Welcome!

SDN Journal Authors: Patrick Carey, Liz McMillan, RealWire News Distribution, Rakesh Shah, Elizabeth White

Related Topics: Cloud Expo, Java, SOA & WOA, Linux, Security, SDN Journal

Cloud Expo: Article

The Facts About Cloud High Availability and Disaster Recovery

Understanding the facts about HA and DR in the cloud can help you make informed decisions

Enterprises are moving more and more applications to the cloud. Gartner predicts that the bulk of new IT spending by 2016 will be for cloud computing platforms and applications and that nearly half of large enterprises will have cloud deployments by the end of 2017.1

The far-reaching impact of cloud computing is summarized in a recent McKinsey report on disruptive technologies: "Cloud technology has the potential to improve productivity across $3 trillion in global enterprise IT spending, as well as enabling the creation of new online products and services for billions of consumers and millions of businesses alike."2

For many organizations, moving applications that can tolerate brief periods of downtime to the cloud is a straightforward decision with clear benefits. However, concerns about how to provide high availability and disaster protection in the cloud may make this decision more difficult for business-critical applications such as SQL, SAP, and Exchange. Understanding the facts about HA and DR in the cloud can help you make informed decisions about moving applications to the cloud, while ensuring the important business operations that depend on them are protected from downtime and data loss.

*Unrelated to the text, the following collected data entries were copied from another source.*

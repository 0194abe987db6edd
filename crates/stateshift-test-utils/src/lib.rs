//! Testing utilities for the stateshift workspace
//!
//! Shared fixtures: a typed settings shape, its migration chain, and steps
//! that record when they run.

#![allow(missing_docs)]

use serde::{Deserialize, Serialize};
use serde_json::{json, Value};
use stateshift_migrate::{FieldOp, MigrationManager, MigrationStep, StepError, Version};
use std::sync::{Arc, Mutex};

pub const SETTINGS_STORE: &str = "editor-settings";
pub const SETTINGS_VERSION: Version = 3;

/// Editor settings as of version 3
#[derive(Debug, Clone, PartialEq, Serialize, Deserialize)]
#[serde(rename_all = "camelCase")]
pub struct EditorSettings {
    pub color_mode: String,
    pub font_size: u32,
    #[serde(default)]
    pub layout: Layout,
}

impl Default for EditorSettings {
    fn default() -> Self {
        Self {
            color_mode: "system".to_string(),
            font_size: 14,
            layout: Layout::default(),
        }
    }
}

#[derive(Debug, Clone, Default, PartialEq, Serialize, Deserialize)]
pub struct Layout {
    #[serde(default)]
    pub panels: Vec<String>,
}

/// v1 adds `theme`, v2 renames it to `colorMode`, v3 adds `fontSize` and `layout`
pub fn settings_steps() -> Vec<MigrationStep<Value>> {
    vec![
        MigrationStep::from_ops(1, "add theme", vec![FieldOp::add("theme", "light")]),
        MigrationStep::from_ops(
            2,
            "rename theme to colorMode",
            vec![FieldOp::rename("theme", "colorMode")],
        )
        .critical(),
        MigrationStep::from_ops(
            3,
            "add font size and layout",
            vec![
                FieldOp::add("fontSize", 14),
                FieldOp::nested("layout", vec![FieldOp::add("panels", json!([]))]),
            ],
        ),
    ]
}

pub fn settings_manager() -> MigrationManager<Value> {
    let mut manager = MigrationManager::new(SETTINGS_STORE);
    manager
        .add_migrations(settings_steps())
        .expect("fixture versions are unique");
    manager
}

/// Shared log of step versions in execution order
pub type CallLog = Arc<Mutex<Vec<Version>>>;

pub fn call_log() -> CallLog {
    Arc::default()
}

/// Step that records its version and sets `"v<version>": true`
pub fn recording_step(version: Version, log: &CallLog) -> MigrationStep<Value> {
    let log = Arc::clone(log);
    MigrationStep::new(version, format!("record {version}"), move |mut state: Value, _| {
        log.lock().expect("log poisoned").push(version);
        if let Some(map) = state.as_object_mut() {
            map.insert(format!("v{version}"), Value::Bool(true));
        }
        Ok(state)
    })
}

/// Step whose `up` always fails
pub fn failing_step(version: Version, message: &str) -> MigrationStep<Value> {
    let message = message.to_string();
    MigrationStep::new(version, format!("fail {version}"), move |_: Value, _| {
        Err(StepError::failed(message.clone()))
    })
}

/// Serialized envelope as the store writes it
pub fn envelope_json(state: Value, version: Version) -> String {
    json!({"state": state, "version": version}).to_string()
}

Fact #1: You need high availability protection in a cloud.
Do not assume that your cloud environment provides high availability protection, unless you have specifically configured it for HA. In fact, according to a recent study: "The average unavailability of cloud services is 10 hours per year or more, while the average availability is estimated to be 99.9% far less than the expected availability of business critical applications."3 That is the equivalent of more than a day of downtime. In fact, in 2014, Microsoft Windows Azure, Google, and Amazon Web Services all had some measure of service interruptions or downtime ranging from 4 minutes to several hours.4

For business critical applications, the redundancy that you can get with some cloud solutions, such as Windows Azure, is not enough. When you consider the cost of a minute of downtime for applications, such as SQL Server, Oracle, and SAP that may run many of your key business processes, it becomes clear that you need true high availability and disaster recovery protection. You need to ensure that end users have immediate access to data and applications in the event of a local failure, a regional disaster or anything in between.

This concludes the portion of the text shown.